Libero di scrivere balle
di Marco Rovelli
Philip Roth, in un’intervista a Paola Zanuttini per il Venerdì di Repubblica, ha scoperto che Libero aveva pubblicato un’intervista in cui lui stesso, sì, proprio lui, criticava pesantemente Obama. Ma lui quelle cose non le aveva mai dette, né quell’intervista aveva rilasciato. Vale la pena di rileggere il brano dell’intervista in cui Roth manifesta la sua stupefazione e scopre la bufala.

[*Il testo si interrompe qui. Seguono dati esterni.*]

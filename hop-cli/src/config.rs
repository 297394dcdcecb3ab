//! HOP configuration loading from `.hoprc.toml`.
//!
//! Configuration is optional: a missing or unreadable file falls back to
//! defaults. Command-line flags always win over values set here.
//!
//! # Example Configuration
//!
//! ```toml
//! [search]
//! frontier = "heap"
//! strict_weights = true
//!
//! [output]
//! format = "json"
//! color = false
//! ```

use hop_core::Frontier;
use serde::Deserialize;
use std::path::Path;

/// File name looked up in the working directory.
pub const CONFIG_FILE: &str = ".hoprc.toml";

/// Root configuration structure loaded from `.hoprc.toml`.
#[derive(Debug, Deserialize, Default)]
pub struct HopConfig {
    /// Search behavior.
    #[serde(default)]
    pub search: SearchConfig,

    /// Output formatting preferences.
    #[serde(default)]
    pub output: OutputSettings,
}

/// Search configuration.
#[derive(Debug, Deserialize, Default)]
pub struct SearchConfig {
    /// Frontier strategy: `linear` (default) or `heap`.
    ///
    /// Both give the same answers; `heap` is faster on large graphs.
    #[serde(default)]
    pub frontier: Option<String>,

    /// Reject negative and non-finite weights before searching.
    ///
    /// Default: `false` (weights are used as given).
    #[serde(default)]
    pub strict_weights: bool,
}

/// Output formatting preferences.
///
/// `--format` on the command line overrides `format`.
#[derive(Debug, Deserialize, Default)]
pub struct OutputSettings {
    /// Default output format: `table`, `json` or `mu`.
    #[serde(default)]
    pub format: Option<String>,

    /// Force colored output on or off. Unset means auto-detect.
    #[serde(default)]
    pub color: Option<bool>,
}

impl HopConfig {
    /// Load configuration from `.hoprc.toml` in the given directory.
    ///
    /// Parse errors are logged as warnings and the defaults are used.
    pub fn load(root: &Path) -> Self {
        let config_path = root.join(CONFIG_FILE);
        if config_path.exists() {
            match std::fs::read_to_string(&config_path) {
                Ok(content) => match toml::from_str(&content) {
                    Ok(config) => return config,
                    Err(e) => {
                        tracing::warn!("Failed to parse {}: {}", CONFIG_FILE, e);
                    }
                },
                Err(e) => {
                    tracing::warn!("Failed to read {}: {}", CONFIG_FILE, e);
                }
            }
        }
        Self::default()
    }

    /// Configured frontier, if set and valid.
    ///
    /// An unknown value is logged and ignored.
    pub fn frontier(&self) -> Option<Frontier> {
        let raw = self.search.frontier.as_deref()?;
        match raw.parse() {
            Ok(frontier) => Some(frontier),
            Err(e) => {
                tracing::warn!("Ignoring [search].frontier in {}: {}", CONFIG_FILE, e);
                None
            }
        }
    }

    /// Whether strict weight validation is enabled.
    pub fn strict_weights(&self) -> bool {
        self.search.strict_weights
    }

    /// Get the default output format, if configured.
    pub fn default_format(&self) -> Option<&str> {
        self.output.format.as_deref()
    }

    /// Configured color override, or `None` to auto-detect.
    pub fn use_color(&self) -> Option<bool> {
        self.output.color
    }
}

#[cfg(test)]
mod tests {
    use super::*;

    #[test]
    fn test_default_config() {
        let config = HopConfig::default();
        assert!(config.frontier().is_none());
        assert!(!config.strict_weights());
        assert!(config.default_format().is_none());
        assert!(config.use_color().is_none());
    }

    #[test]
    fn test_parse_full_config() {
        let toml_content = r#"
[search]
frontier = "heap"
strict_weights = true

[output]
format = "json"
color = false
"#;
        let config: HopConfig = toml::from_str(toml_content).unwrap();

        assert_eq!(config.frontier(), Some(Frontier::BinaryHeap));
        assert!(config.strict_weights());
        assert_eq!(config.default_format(), Some("json"));
        assert_eq!(config.use_color(), Some(false));
    }

    #[test]
    fn test_partial_config() {
        let config: HopConfig = toml::from_str("[output]\nformat = \"mu\"\n").unwrap();
        assert_eq!(config.default_format(), Some("mu"));
        assert!(!config.strict_weights());
        assert!(config.frontier().is_none());
    }

    #[test]
    fn test_invalid_frontier_is_ignored() {
        let config: HopConfig = toml::from_str("[search]\nfrontier = \"fibonacci\"\n").unwrap();
        assert!(config.frontier().is_none());
    }

    #[test]
    fn test_load_missing_file_uses_defaults() {
        let dir = tempfile::tempdir().unwrap();
        let config = HopConfig::load(dir.path());
        assert!(!config.strict_weights());
    }

    #[test]
    fn test_load_from_directory() {
        let dir = tempfile::tempdir().unwrap();
        std::fs::write(
            dir.path().join(CONFIG_FILE),
            "[search]\nstrict_weights = true\n",
        )
        .unwrap();
        let config = HopConfig::load(dir.path());
        assert!(config.strict_weights());
    }

    #[test]
    fn test_load_malformed_file_uses_defaults() {
        let dir = tempfile::tempdir().unwrap();
        std::fs::write(dir.path().join(CONFIG_FILE), "[search\nbroken").unwrap();
        let config = HopConfig::load(dir.path());
        assert!(!config.strict_weights());
    }
}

“Per caso, è insoddisfatto anche da Barack Obama? Da un’intervista a un quotidiano italiano, Libero, risulta che lo trova persino antipatico, oltre che inconcludente e assopito nei meccanismi del potere.” “Ma io non ho mai detto una cosa del genere. E’ grottesco. Scandaloso. E’ tutto il contrario di quello che penso. Considero Obama fantastico. E trovo che l’attacco che gli stanno sferrando i repubblicani è molto simile a quello subito da Roosevelt al suo primo mandato. E’ la destra più stupida mobilitata da Sarah Palin. Agitano la bufala dell’atto di nascita che dimostrerebbe che è nato in Kenya. E trovano ascolto. Sotto c’è il problema della razza, della pelle. Sono molto seccato per queste dichiarazioni che mi vengono attribuite: non ho mai parlato con questo Libero. Smentisca tutto. Ora chiamo il mio agente.” Chiama il suo agente, che gli filtra tutti i contatti: nell’agenda delle interviste passate e future non risulta nè Libero nè il nome dell’intervistatore. Roth attacca e poi chiede cosa vuol dire Libero in inglese. Traduco. “Vuol dire che questi sono liberi di fare tutto quelli che gli pare?”